▸ **WHAT THE EXERCISE ASKS**: Each line of the data holding "distribute" should be found and copied.
──────── AVAILABLE DATA
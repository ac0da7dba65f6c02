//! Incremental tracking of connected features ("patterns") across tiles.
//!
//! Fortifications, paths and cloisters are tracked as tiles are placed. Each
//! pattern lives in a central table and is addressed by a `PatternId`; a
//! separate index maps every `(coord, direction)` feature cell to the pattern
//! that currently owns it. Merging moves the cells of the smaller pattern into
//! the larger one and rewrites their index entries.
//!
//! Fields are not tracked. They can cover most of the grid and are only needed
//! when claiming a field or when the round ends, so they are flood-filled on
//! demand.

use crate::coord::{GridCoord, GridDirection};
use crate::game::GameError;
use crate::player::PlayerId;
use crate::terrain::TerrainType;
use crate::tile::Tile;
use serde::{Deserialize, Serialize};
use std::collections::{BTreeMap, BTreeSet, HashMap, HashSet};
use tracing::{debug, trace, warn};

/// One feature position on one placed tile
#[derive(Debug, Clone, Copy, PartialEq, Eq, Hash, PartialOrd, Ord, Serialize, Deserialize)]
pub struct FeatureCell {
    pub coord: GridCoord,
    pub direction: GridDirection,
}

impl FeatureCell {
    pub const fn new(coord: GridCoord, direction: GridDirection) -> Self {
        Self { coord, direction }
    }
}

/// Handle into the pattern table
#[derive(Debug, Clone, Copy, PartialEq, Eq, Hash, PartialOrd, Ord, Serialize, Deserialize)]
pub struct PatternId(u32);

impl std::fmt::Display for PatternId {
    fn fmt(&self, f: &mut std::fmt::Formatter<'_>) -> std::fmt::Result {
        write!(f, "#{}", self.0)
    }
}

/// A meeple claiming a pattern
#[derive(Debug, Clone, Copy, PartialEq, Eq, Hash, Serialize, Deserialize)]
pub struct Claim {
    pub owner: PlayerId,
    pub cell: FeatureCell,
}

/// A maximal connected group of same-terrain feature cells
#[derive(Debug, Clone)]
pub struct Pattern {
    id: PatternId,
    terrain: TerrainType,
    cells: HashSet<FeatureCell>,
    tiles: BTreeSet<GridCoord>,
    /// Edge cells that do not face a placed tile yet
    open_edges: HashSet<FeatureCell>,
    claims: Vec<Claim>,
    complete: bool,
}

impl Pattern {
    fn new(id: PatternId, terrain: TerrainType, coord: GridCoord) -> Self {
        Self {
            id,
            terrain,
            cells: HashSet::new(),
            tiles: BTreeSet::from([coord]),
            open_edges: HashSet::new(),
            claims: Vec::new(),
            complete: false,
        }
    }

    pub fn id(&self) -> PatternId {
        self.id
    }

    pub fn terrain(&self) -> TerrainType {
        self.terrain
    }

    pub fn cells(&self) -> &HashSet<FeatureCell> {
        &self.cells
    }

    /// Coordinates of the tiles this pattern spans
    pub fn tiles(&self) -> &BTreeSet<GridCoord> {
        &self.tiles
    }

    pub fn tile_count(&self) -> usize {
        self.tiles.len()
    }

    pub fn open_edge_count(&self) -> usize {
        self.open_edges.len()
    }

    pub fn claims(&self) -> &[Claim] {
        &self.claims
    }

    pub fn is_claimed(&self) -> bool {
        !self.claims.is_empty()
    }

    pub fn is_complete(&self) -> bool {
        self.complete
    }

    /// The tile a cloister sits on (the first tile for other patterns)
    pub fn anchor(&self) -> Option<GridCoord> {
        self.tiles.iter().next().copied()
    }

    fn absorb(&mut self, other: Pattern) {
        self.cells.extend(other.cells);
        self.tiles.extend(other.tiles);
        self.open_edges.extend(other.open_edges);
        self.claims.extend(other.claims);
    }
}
────────────────
──────── AVAILABLE DATA
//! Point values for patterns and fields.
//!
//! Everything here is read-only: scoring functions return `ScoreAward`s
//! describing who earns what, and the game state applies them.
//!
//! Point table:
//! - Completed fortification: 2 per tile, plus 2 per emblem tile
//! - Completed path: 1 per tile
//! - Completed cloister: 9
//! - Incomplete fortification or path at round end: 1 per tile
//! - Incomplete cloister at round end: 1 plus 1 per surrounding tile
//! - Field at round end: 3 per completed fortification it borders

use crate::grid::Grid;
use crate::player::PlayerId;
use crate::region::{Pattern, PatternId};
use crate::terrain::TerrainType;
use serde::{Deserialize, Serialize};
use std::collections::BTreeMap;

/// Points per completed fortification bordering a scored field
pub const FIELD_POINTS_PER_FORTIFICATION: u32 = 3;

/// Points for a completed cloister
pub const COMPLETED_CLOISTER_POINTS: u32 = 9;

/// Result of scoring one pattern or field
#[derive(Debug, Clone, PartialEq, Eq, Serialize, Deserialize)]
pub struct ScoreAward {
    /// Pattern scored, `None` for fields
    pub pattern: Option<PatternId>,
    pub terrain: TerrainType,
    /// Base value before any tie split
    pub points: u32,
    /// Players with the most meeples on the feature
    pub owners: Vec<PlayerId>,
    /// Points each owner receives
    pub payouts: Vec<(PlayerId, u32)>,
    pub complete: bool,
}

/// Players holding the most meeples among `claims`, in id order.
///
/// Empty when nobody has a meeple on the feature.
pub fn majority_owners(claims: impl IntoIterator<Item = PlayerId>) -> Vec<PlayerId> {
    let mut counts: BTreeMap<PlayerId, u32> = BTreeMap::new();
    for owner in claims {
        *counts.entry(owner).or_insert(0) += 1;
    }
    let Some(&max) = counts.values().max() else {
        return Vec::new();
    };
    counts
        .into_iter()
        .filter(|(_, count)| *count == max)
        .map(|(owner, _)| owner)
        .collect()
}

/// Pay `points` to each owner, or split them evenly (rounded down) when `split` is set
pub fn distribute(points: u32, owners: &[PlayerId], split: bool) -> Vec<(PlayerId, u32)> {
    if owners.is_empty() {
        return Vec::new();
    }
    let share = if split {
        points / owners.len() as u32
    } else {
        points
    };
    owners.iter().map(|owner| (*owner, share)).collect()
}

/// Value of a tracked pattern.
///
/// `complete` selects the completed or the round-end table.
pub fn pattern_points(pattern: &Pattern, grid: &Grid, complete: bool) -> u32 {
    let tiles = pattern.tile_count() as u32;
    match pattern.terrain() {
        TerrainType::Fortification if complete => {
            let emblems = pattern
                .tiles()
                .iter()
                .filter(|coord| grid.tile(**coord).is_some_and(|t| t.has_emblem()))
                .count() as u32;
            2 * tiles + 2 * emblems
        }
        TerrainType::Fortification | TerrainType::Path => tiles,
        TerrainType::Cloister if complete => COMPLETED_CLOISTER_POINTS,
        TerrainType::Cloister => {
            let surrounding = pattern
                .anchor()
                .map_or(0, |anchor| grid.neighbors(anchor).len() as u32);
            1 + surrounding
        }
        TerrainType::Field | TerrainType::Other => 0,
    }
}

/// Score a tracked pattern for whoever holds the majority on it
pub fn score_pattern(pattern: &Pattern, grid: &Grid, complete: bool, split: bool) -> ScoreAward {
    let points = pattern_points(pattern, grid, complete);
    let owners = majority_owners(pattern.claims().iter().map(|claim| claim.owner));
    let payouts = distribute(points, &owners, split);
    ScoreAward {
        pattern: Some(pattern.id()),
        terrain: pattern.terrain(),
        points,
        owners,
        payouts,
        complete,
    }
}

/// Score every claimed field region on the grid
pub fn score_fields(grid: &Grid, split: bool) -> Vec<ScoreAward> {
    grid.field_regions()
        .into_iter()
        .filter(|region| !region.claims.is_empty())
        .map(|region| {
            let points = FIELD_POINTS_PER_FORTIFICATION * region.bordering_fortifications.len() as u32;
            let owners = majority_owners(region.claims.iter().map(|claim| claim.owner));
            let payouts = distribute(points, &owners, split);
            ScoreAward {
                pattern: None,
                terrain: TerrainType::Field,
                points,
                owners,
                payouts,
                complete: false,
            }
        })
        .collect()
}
────────────────
▸ **EXPECTED OUTPUT**:
pub fn distribute(points: u32, owners: &[PlayerId], split: bool) -> Vec<(PlayerId, u32)> {
    let payouts = distribute(points, &owners, split);
            let payouts = distribute(points, &owners, split);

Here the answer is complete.